Cinquante-sept ans, déjà...
Cinquante-sept ans, et j’ai l’impression que c’était hier.
Il devait avoir raison, celui qui disait que la vie est courte !
Je n’étais pas peu fier ce matin-là, avec mon cartable en carton bouilli qui sentait le cuir, mon tablier gris, lui aussi tout neuf.
En voici un Cartable, ce n'est pas le mien, il a du en faire pas mal des rentrées celui-là !
Et je marchais heureux aux cotés de mon grand frère. Pensez donc, ma première rentrée à l’école ! Depuis combien de temps avais-je attendu ? Depuis très longtemps à l’horloge qui mesure le temps chez un gosse de cinq ans !
Je connaissais l’école, j’y accompagnais souvent mon frère, mais je n’en franchissais pas la porte, je n’avais pas l’âge. Je regardais rentrer grands et petits, une dizaine de gosses, garçons et filles mêlés, et je rejoignais ma grand-mère, juste à coté.
Ce matin-là, début Octobre 1950, le temps m’avait paru très long, mais j’avais enfin l’âge !

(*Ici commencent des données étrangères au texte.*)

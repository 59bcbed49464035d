//! Serde Speed - Avro round-trip latency benchmark
//!
//! Arsitektur:
//! - core: schema model + in-process schema registry
//! - model: canonical event + coercion ke/dari wire mapping
//! - protocol: 5-byte framing + Avro binary codec + serde pipeline
//! - bench: harness round trip dengan lineage antar pesan

pub mod bench;
pub mod config;
pub mod core;
pub mod model;
pub mod protocol;
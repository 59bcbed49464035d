//! Schema-Registry Wire Framing
//!
//! Layout:
//! ┌───────────┬──────────────────────────┬─────────────────────────┐
//! │ magic (1) │ schema id (4, big-endian)│ codec payload (variable)│
//! └───────────┴──────────────────────────┴─────────────────────────┘
//!
//! Header fixed 5 bytes, sama dengan konvensi framing schema registry.

/// Magic byte framing schema registry
pub const MAGIC_BYTE: u8 = 0x00;
pub const HEADER_SIZE: usize = 5;

#[derive(Debug, Clone, PartialEq, Eq, thiserror::Error)]
pub enum FrameError {
    #[error("frame too short: {len} bytes, header needs {}", HEADER_SIZE)]
    TooShort { len: usize },
    #[error("bad magic byte {found:#04x}, expected {:#04x}", MAGIC_BYTE)]
    BadMagic { found: u8 },
}

/// Header frame: hanya membawa schema id
#[derive(Debug, Clone, Copy, PartialEq, Eq)]
pub struct FrameHeader {
    pub schema_id: u32,
}

impl FrameHeader {
    #[inline(always)]
    pub fn new(schema_id: u32) -> Self {
        Self { schema_id }
    }

    /// Serialize header ke 5 bytes
    #[inline(always)]
    pub fn to_bytes(self) -> [u8; HEADER_SIZE] {
        let id = self.schema_id.to_be_bytes();
        [MAGIC_BYTE, id[0], id[1], id[2], id[3]]
    }

    /// Append header ke buffer
    #[inline(always)]
    pub fn write_to(self, out: &mut Vec<u8>) {
        out.extend_from_slice(&self.to_bytes());
    }

    /// Parse header, return header + sisa payload (zero-copy)
    #[inline(always)]
    pub fn parse(buf: &[u8]) -> Result<(Self, &[u8]), FrameError> {
        if buf.len() < HEADER_SIZE {
            return Err(FrameError::TooShort { len: buf.len() });
        }
        if buf[0] != MAGIC_BYTE {
            return Err(FrameError::BadMagic { found: buf[0] });
        }
        let schema_id = u32::from_be_bytes([buf[1], buf[2], buf[3], buf[4]]);
        Ok((Self { schema_id }, &buf[HEADER_SIZE..]))
    }
}

#[cfg(test)]
mod tests {
    use super::*;

    #[test]
    fn test_header_layout() {
        let bytes = FrameHeader::new(0x0102_0304).to_bytes();
        assert_eq!(bytes, [0x00, 0x01, 0x02, 0x03, 0x04]);
    }

    #[test]
    fn test_parse_splits_payload() {
        let mut buf = Vec::new();
        FrameHeader::new(7).write_to(&mut buf);
        buf.extend_from_slice(b"payload");

        let (header, payload) = FrameHeader::parse(&buf).unwrap();
        assert_eq!(header.schema_id, 7);
        assert_eq!(payload, b"payload");
    }

    #[test]
    fn test_header_only_is_valid() {
        let (header, payload) = FrameHeader::parse(&[0, 0, 0, 0, 1]).unwrap();
        assert_eq!(header.schema_id, 1);
        assert!(payload.is_empty());
    }

    #[test]
    fn test_too_short() {
        assert_eq!(
            FrameHeader::parse(&[0, 0, 0, 1]),
            Err(FrameError::TooShort { len: 4 })
        );
        assert_eq!(FrameHeader::parse(&[]), Err(FrameError::TooShort { len: 0 }));
    }

    #[test]
    fn test_bad_magic() {
        assert_eq!(
            FrameHeader::parse(&[0x01, 0, 0, 0, 1, 2]),
            Err(FrameError::BadMagic { found: 0x01 })
        );
    }
}
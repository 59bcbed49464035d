//! Avro Binary Codec
//!
//! Encode `WireValue` ke Avro binary sesuai schema, dan sebaliknya.
//! - int/long: zig-zag varint
//! - float/double: little-endian IEEE 754
//! - string: length (long) + UTF-8 bytes
//! - enum: index symbol (int)
//! - union: index branch (long) + value
//! - record: field sesuai urutan schema
//!
//! Codec dipisah lewat trait `SchemaCodec` supaya pipeline tidak terikat
//! ke satu format.

use std::collections::BTreeMap;

use crate::core::{Node, RecordNode, Schema};
use crate::model::WireValue;

/// Varint long maksimal 10 bytes
const MAX_VARINT_LEN: usize = 10;

#[derive(Debug, Clone, PartialEq, thiserror::Error)]
pub enum CodecError {
    #[error("expected {expected}, found {found}")]
    TypeMismatch {
        expected: &'static str,
        found: &'static str,
    },
    #[error("missing field with no default")]
    MissingField,
    #[error("symbol {0:?} is not part of the enum")]
    UnknownSymbol(String),
    #[error("no union branch accepts {0}")]
    NoUnionBranch(&'static str),
    #[error("value {0} does not fit in an int")]
    IntOverflow(i64),
    #[error("unexpected end of input")]
    UnexpectedEof,
    #[error("malformed varint")]
    InvalidVarint,
    #[error("invalid boolean byte {0:#04x}")]
    InvalidBoolean(u8),
    #[error("negative length {0}")]
    NegativeLength(i64),
    #[error("string is not valid UTF-8")]
    InvalidUtf8,
    #[error("index {index} out of range for {kind}")]
    IndexOutOfRange { kind: &'static str, index: i64 },
    #[error("{0} trailing bytes after datum")]
    TrailingBytes(usize),
    #[error("field `{field}`: {source}")]
    InField {
        field: String,
        #[source]
        source: Box<CodecError>,
    },
}

impl CodecError {
    fn in_field(self, field: &str) -> Self {
        CodecError::InField {
            field: field.to_string(),
            source: Box::new(self),
        }
    }
}

/// Collaborator yang mengubah mapping primitive <-> bytes
pub trait SchemaCodec {
    /// Encode `value` sesuai `schema`, append ke `out`
    fn encode(&self, schema: &Schema, value: &WireValue, out: &mut Vec<u8>) -> Result<(), CodecError>;

    /// Decode satu datum; seluruh `bytes` harus terpakai
    fn decode(&self, schema: &Schema, bytes: &[u8]) -> Result<WireValue, CodecError>;
}

/// Avro binary encoding (tanpa container file)
#[derive(Debug, Default, Clone, Copy)]
pub struct AvroCodec;

impl SchemaCodec for AvroCodec {
    fn encode(&self, schema: &Schema, value: &WireValue, out: &mut Vec<u8>) -> Result<(), CodecError> {
        write_node(schema.root(), value, out)
    }

    fn decode(&self, schema: &Schema, bytes: &[u8]) -> Result<WireValue, CodecError> {
        let mut reader = Reader::new(bytes);
        let value = read_node(schema.root(), &mut reader)?;
        match reader.remaining() {
            0 => Ok(value),
            n => Err(CodecError::TrailingBytes(n)),
        }
    }
}

// ---------------------------------------------------------------------------
// Encode
// ---------------------------------------------------------------------------

#[inline(always)]
fn write_long(n: i64, out: &mut Vec<u8>) {
    // zig-zag
    let mut z = ((n << 1) ^ (n >> 63)) as u64;
    while z >= 0x80 {
        out.push((z as u8) | 0x80);
        z >>= 7;
    }
    out.push(z as u8);
}

#[inline(always)]
fn write_str(s: &str, out: &mut Vec<u8>) {
    write_long(s.len() as i64, out);
    out.extend_from_slice(s.as_bytes());
}

fn mismatch(expected: &'static str, found: &WireValue) -> CodecError {
    CodecError::TypeMismatch {
        expected,
        found: found.kind(),
    }
}

fn write_node(node: &Node, value: &WireValue, out: &mut Vec<u8>) -> Result<(), CodecError> {
    match (node, value) {
        (Node::Null, WireValue::Null) => Ok(()),
        (Node::Boolean, WireValue::Boolean(b)) => {
            out.push(u8::from(*b));
            Ok(())
        }
        (Node::Int, WireValue::Long(n)) => {
            let n = i32::try_from(*n).map_err(|_| CodecError::IntOverflow(*n))?;
            write_long(i64::from(n), out);
            Ok(())
        }
        (Node::Long | Node::TimestampMillis, WireValue::Long(n)) => {
            write_long(*n, out);
            Ok(())
        }
        (Node::Float, WireValue::Double(x)) => {
            out.extend_from_slice(&(*x as f32).to_le_bytes());
            Ok(())
        }
        (Node::Double, WireValue::Double(x)) => {
            out.extend_from_slice(&x.to_le_bytes());
            Ok(())
        }
        (Node::String | Node::Uuid, WireValue::String(s)) => {
            write_str(s, out);
            Ok(())
        }
        (Node::Enum(e), WireValue::String(s)) => {
            let index = e
                .index_of(s)
                .ok_or_else(|| CodecError::UnknownSymbol(s.clone()))?;
            write_long(index as i64, out);
            Ok(())
        }
        (Node::Record(r), WireValue::Record(fields)) => write_record(r, fields, out),
        (Node::Union(branches), value) => {
            let index = branches
                .iter()
                .position(|b| accepts(b, value))
                .ok_or(CodecError::NoUnionBranch(value.kind()))?;
            write_long(index as i64, out);
            write_node(&branches[index], value, out)
        }
        (node, value) => Err(mismatch(node.type_name(), value)),
    }
}

fn write_record(
    record: &RecordNode,
    fields: &BTreeMap<String, WireValue>,
    out: &mut Vec<u8>,
) -> Result<(), CodecError> {
    for field in &record.fields {
        let value = fields
            .get(&field.name)
            .or(field.default.as_ref())
            .ok_or_else(|| CodecError::MissingField.in_field(&field.name))?;
        write_node(&field.node, value, out).map_err(|e| e.in_field(&field.name))?;
    }
    Ok(())
}

/// Apakah branch union bisa menampung value ini
fn accepts(node: &Node, value: &WireValue) -> bool {
    match (node, value) {
        (Node::Null, WireValue::Null) => true,
        (Node::Boolean, WireValue::Boolean(_)) => true,
        (Node::Int, WireValue::Long(n)) => i32::try_from(*n).is_ok(),
        (Node::Long | Node::TimestampMillis, WireValue::Long(_)) => true,
        (Node::Float | Node::Double, WireValue::Double(_)) => true,
        (Node::String | Node::Uuid, WireValue::String(_)) => true,
        (Node::Enum(e), WireValue::String(s)) => e.index_of(s).is_some(),
        (Node::Record(_), WireValue::Record(_)) => true,
        _ => false,
    }
}

// ---------------------------------------------------------------------------
// Decode
// ---------------------------------------------------------------------------

/// Cursor zero-copy di atas slice input
struct Reader<'a> {
    buf: &'a [u8],
    pos: usize,
}

impl<'a> Reader<'a> {
    #[inline(always)]
    fn new(buf: &'a [u8]) -> Self {
        Self { buf, pos: 0 }
    }

    #[inline(always)]
    fn remaining(&self) -> usize {
        self.buf.len() - self.pos
    }

    #[inline(always)]
    fn take(&mut self, n: usize) -> Result<&'a [u8], CodecError> {
        if self.remaining() < n {
            return Err(CodecError::UnexpectedEof);
        }
        let slice = &self.buf[self.pos..self.pos + n];
        self.pos += n;
        Ok(slice)
    }

    #[inline(always)]
    fn read_long(&mut self) -> Result<i64, CodecError> {
        let mut z: u64 = 0;
        for i in 0..MAX_VARINT_LEN {
            let byte = self.take(1)?[0];
            z |= u64::from(byte & 0x7F) << (7 * i);
            if byte & 0x80 == 0 {
                return Ok(((z >> 1) as i64) ^ -((z & 1) as i64));
            }
        }
        Err(CodecError::InvalidVarint)
    }

    fn read_len(&mut self) -> Result<usize, CodecError> {
        let len = self.read_long()?;
        usize::try_from(len).map_err(|_| CodecError::NegativeLength(len))
    }

    fn read_string(&mut self) -> Result<String, CodecError> {
        let len = self.read_len()?;
        let bytes = self.take(len)?;
        std::str::from_utf8(bytes)
            .map(str::to_string)
            .map_err(|_| CodecError::InvalidUtf8)
    }

    fn read_index(&mut self, kind: &'static str, len: usize) -> Result<usize, CodecError> {
        let index = self.read_long()?;
        usize::try_from(index)
            .ok()
            .filter(|i| *i < len)
            .ok_or(CodecError::IndexOutOfRange { kind, index })
    }
}

fn read_node(node: &Node, reader: &mut Reader<'_>) -> Result<WireValue, CodecError> {
    match node {
        Node::Null => Ok(WireValue::Null),
        Node::Boolean => match reader.take(1)?[0] {
            0 => Ok(WireValue::Boolean(false)),
            1 => Ok(WireValue::Boolean(true)),
            other => Err(CodecError::InvalidBoolean(other)),
        },
        Node::Int => {
            let n = reader.read_long()?;
            i32::try_from(n).map_err(|_| CodecError::IntOverflow(n))?;
            Ok(WireValue::Long(n))
        }
        Node::Long | Node::TimestampMillis => reader.read_long().map(WireValue::Long),
        Node::Float => {
            let bytes = reader.take(4)?;
            let x = f32::from_le_bytes([bytes[0], bytes[1], bytes[2], bytes[3]]);
            Ok(WireValue::Double(f64::from(x)))
        }
        Node::Double => {
            let mut raw = [0u8; 8];
            raw.copy_from_slice(reader.take(8)?);
            Ok(WireValue::Double(f64::from_le_bytes(raw)))
        }
        Node::String | Node::Uuid => reader.read_string().map(WireValue::String),
        Node::Enum(e) => {
            let index = reader.read_index("enum", e.symbols.len())?;
            Ok(WireValue::String(e.symbols[index].clone()))
        }
        Node::Record(r) => {
            let mut fields = BTreeMap::new();
            for field in &r.fields {
                let value = read_node(&field.node, reader).map_err(|e| e.in_field(&field.name))?;
                fields.insert(field.name.clone(), value);
            }
            Ok(WireValue::Record(fields))
        }
        Node::Union(branches) => {
            let index = reader.read_index("union", branches.len())?;
            read_node(&branches[index], reader)
        }
    }
}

C’est à cinq ans que le maître accueillait dans l’école de la République, sise sous la salle du Conseil de la Mairie, les enfants du village.
Cinq ans, c’est un âge raisonnable pour démarrer l’éducation des gamins. Le langage est assuré, les garçons pissent debout, et les filles se débrouillent elles aussi toutes seules. Il est donc temps de commencer à apprendre lecture et écriture et de compter si les dix doigts sont à leur place, et au complet.
« Vous savez, il lit couramment, et il commence à compter… » C’est ce qu’avait dit ma mère à l’instituteur lorsqu’elle était venue quelques jours avant la rentrée pour m’inscrire à l’école.
Effectivement, à cinq ans je savais lire, écrire un peu, et compter sur mes doigts. Je sais toujours lire et écrire, mais j’ai encore quelques difficultés avec mes comptes, c’est du moins ce que me dit assez souvent mon épouse !
N’ayant pas à m’apprendre à lire ni à compter, l’instituteur m’a installé au fond de la classe, entre les deux fenêtres, sous une espèce de placard mural vitré.
Il y avait dans ce placard différentes sortes de roches, basalte, silex, granit…Assis tout seul à un pupitre en bois, j’ai passé une année à jouer en m’ennuyant avec de la pâte à modeler et des bâtonnets de couleur, en attendant d’avoir six ans, et d’avoir rattrapé le retard de mon année d’avance pour être enfin comme tout le monde, et avoir le droit de feuilleter les livres et de saloper ardoise et cahiers !
Il m’arrive de penser que j’aurais appris beaucoup plus en restant cette année-là avec ma grand-mère Philomène, Bergère et Fauvette, les chiennes, les moutons et les chèvres.
Ma grand-mère m’apprenait les arbres et les plantes, les escargots et les champignons, et j’aurais pu perfectionner mon patois, enfin quoi, j’aurais pu ne pas perdre mon temps !
Fort heureusement, il y avait les récréations, et je crois vous l’avoir dit, elles duraient fort longtemps ! J’ai eu beaucoup d’autres rentrées. Mais ce sont surtout celles de la petite enfance dont je me souviens.
Avec l’odeur du neuf des cartables, des livres et cahiers. La fierté du beau tablier encore raide, ou la petite frustration, quand le tablier était celui du grand frère, un peu usé et rapiécé. Je ne sais pas qu’est-ce qui s’agite dans la tête des enfants que je vois aujourd’hui, dûment accompagnés par un parent, « livrés » en voiture devant la porte…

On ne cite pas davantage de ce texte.